The NDDOT is also evolving their story a bit on why the change happened. “We acknowledge that conversations took place about the Native American imagery, but the basis for our final decision is to provide nationwide uniformity with road signs and to recognize the state’s historic funding investment in North Dakota’s transportation system as part of the Department’s upcoming 100 year observance,” department spokeswoman Jamie Olson told me earlier this month.
But she told MacPherson that political correctness wasn’t a factor at all. “Olson said the move ‘in no way was done out of political correctness’,” MacPherson reports.
It seems clear to me, despite denials from the NDDOT, that concern over being politically correct was a factor in the change. Particularly when the primary reason they give for the change is a bit of a canard:
Olson said switching to an outline of North Dakota is being done not just to celebrate the agency’s anniversary next year but also to “help provide nationwide uniformity” with other states’ signage.

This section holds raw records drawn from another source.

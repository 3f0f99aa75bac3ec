use std::sync::Arc;

use tracing::{debug, warn};

use progress_core::{
    model::{
        CategoryFlashcards, CategoryRollup, DailyGoal, FlashcardId, Owner, ProgressStats,
        StatsReport,
    },
    time::{Clock, local_day_bounds},
};
use storage::repository::{DailyGoalRepository, ProgressRepository};

use crate::config::StatsConfig;
use crate::error::ProgressServiceError;

/// Read-side aggregation over the progress store.
#[derive(Clone)]
pub struct StatsService {
    clock: Clock,
    config: StatsConfig,
    progress: Arc<dyn ProgressRepository>,
    goals: Arc<dyn DailyGoalRepository>,
}

impl StatsService {
    #[must_use]
    pub fn new(
        clock: Clock,
        progress: Arc<dyn ProgressRepository>,
        goals: Arc<dyn DailyGoalRepository>,
    ) -> Self {
        Self {
            clock,
            config: StatsConfig::default(),
            progress,
            goals,
        }
    }

    #[must_use]
    pub fn with_config(mut self, config: StatsConfig) -> Self {
        self.config = config;
        self
    }

    /// Build the full dashboard report for `owner`.
    ///
    /// Each category is tallied on its own, so a flashcard listed in two
    /// categories counts in both and `overall` is the sum of the rollups.
    /// An unavailable store yields a zeroed report that keeps the category
    /// names.
    ///
    /// # Errors
    ///
    /// Returns `ProgressServiceError::Storage` for store failures other than
    /// unavailability.
    pub async fn aggregate(
        &self,
        categories: &[CategoryFlashcards],
        owner: &Owner,
    ) -> Result<StatsReport, ProgressServiceError> {
        match self.try_aggregate(categories, owner).await {
            Err(err) if err.is_unavailable() => {
                warn!(%owner, "progress storage unavailable; reporting empty stats");
                Ok(Self::degraded(categories, self.config.default_daily_goal))
            }
            other => other,
        }
    }

    async fn try_aggregate(
        &self,
        categories: &[CategoryFlashcards],
        owner: &Owner,
    ) -> Result<StatsReport, ProgressServiceError> {
        let mut overall = ProgressStats::default();
        let mut rollups = Vec::with_capacity(categories.len());
        for category in categories {
            let stats = self
                .progress
                .stats_for(&category.flashcard_ids, owner)
                .await?;
            overall = overall.merged(stats);
            rollups.push(CategoryRollup::from_stats(category.name.clone(), &stats));
        }

        let reviewed_today = self.reviewed_today(owner).await?;
        let daily_goal = self.daily_goal(owner).await?;
        debug!(
            %owner,
            categories = rollups.len(),
            total = overall.total,
            reviewed_today,
            "aggregated progress stats"
        );

        Ok(StatsReport {
            overall,
            categories: rollups,
            reviewed_today,
            daily_goal,
        })
    }

    fn degraded(categories: &[CategoryFlashcards], daily_goal: DailyGoal) -> StatsReport {
        let zero = ProgressStats::default();
        StatsReport {
            categories: categories
                .iter()
                .map(|c| CategoryRollup::from_stats(c.name.clone(), &zero))
                .collect(),
            ..StatsReport::empty(daily_goal)
        }
    }

    /// Bucket counts for an arbitrary set of flashcards.
    ///
    /// # Errors
    ///
    /// Returns `ProgressServiceError::Storage` for store failures other than
    /// unavailability.
    pub async fn stats_for(
        &self,
        flashcard_ids: &[FlashcardId],
        owner: &Owner,
    ) -> Result<ProgressStats, ProgressServiceError> {
        match self.progress.stats_for(flashcard_ids, owner).await {
            Ok(stats) => Ok(stats),
            Err(err) => {
                let err = ProgressServiceError::from(err);
                if err.is_unavailable() {
                    warn!(%owner, "progress storage unavailable; reporting empty stats");
                    Ok(ProgressStats::default())
                } else {
                    Err(err)
                }
            }
        }
    }

    /// Flashcards answered during the current local calendar day; 0 when
    /// the store is unavailable.
    ///
    /// # Errors
    ///
    /// Returns `ProgressServiceError::Storage` for store failures other than
    /// unavailability.
    pub async fn reviewed_today(&self, owner: &Owner) -> Result<u32, ProgressServiceError> {
        let (start, end) = local_day_bounds(self.clock.now(), self.config.utc_offset);
        match self.progress.reviewed_between(owner, start, end).await {
            Ok(count) => Ok(count),
            Err(err) => {
                let err = ProgressServiceError::from(err);
                if err.is_unavailable() {
                    warn!(%owner, "progress storage unavailable; reporting nothing reviewed today");
                    Ok(0)
                } else {
                    Err(err)
                }
            }
        }
    }

    /// The owner's goal, or the configured default when none was set.
    ///
    /// # Errors
    ///
    /// Returns `ProgressServiceError::Storage` for store failures other than
    /// unavailability.
    pub async fn daily_goal(&self, owner: &Owner) -> Result<DailyGoal, ProgressServiceError> {
        match self.goals.get_daily_goal(owner).await {
            Ok(goal) => Ok(goal.unwrap_or(self.config.default_daily_goal)),
            Err(err) => {
                let err = ProgressServiceError::from(err);
                if err.is_unavailable() {
                    Ok(self.config.default_daily_goal)
                } else {
                    Err(err)
                }
            }
        }
    }

    /// Validate and persist a new daily goal.
    ///
    /// # Errors
    ///
    /// Returns `ProgressServiceError::DailyGoal` for a goal of 0 and
    /// `ProgressServiceError::Storage` if it cannot be written.
    pub async fn set_daily_goal(
        &self,
        owner: &Owner,
        goal: u32,
    ) -> Result<DailyGoal, ProgressServiceError> {
        let goal = DailyGoal::new(goal)?;
        self.goals.set_daily_goal(owner, goal).await?;
        debug!(%owner, %goal, "daily goal updated");
        Ok(goal)
    }
}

The latter reason, Olson acknowledges, is arguable, since only 15 or so states at present use outlines or silhouettes on highway signage. Most state markers are just simple squares or have unique logos. Washington state, for example, uses a silhouette of George Washington, and Utah uses a beehive, which represents hard work and industriousness.
As I wrote in my Sunday newspaper column, I think the NDDOT has made a mistake.
The NDDOT can maintain that the move was to create uniformity in highway signs across the nation, but isn’t that what political correctness is? An erasure of the interesting and provocative to be replaced by the bland and uniform?
The NDDOT no doubt kept the change under wraps to avoid this exact controversy, but they shouldn’t have. We should have had a debate about this, first. Detractors would say that it’s a waste of time over meaningless trivia.
I would argue that the icons and symbols which surround us every day are anything but meaningless. The mean all the more to marginalized tribal communities who, it is sad to say, are far too often out of sight and out of mind.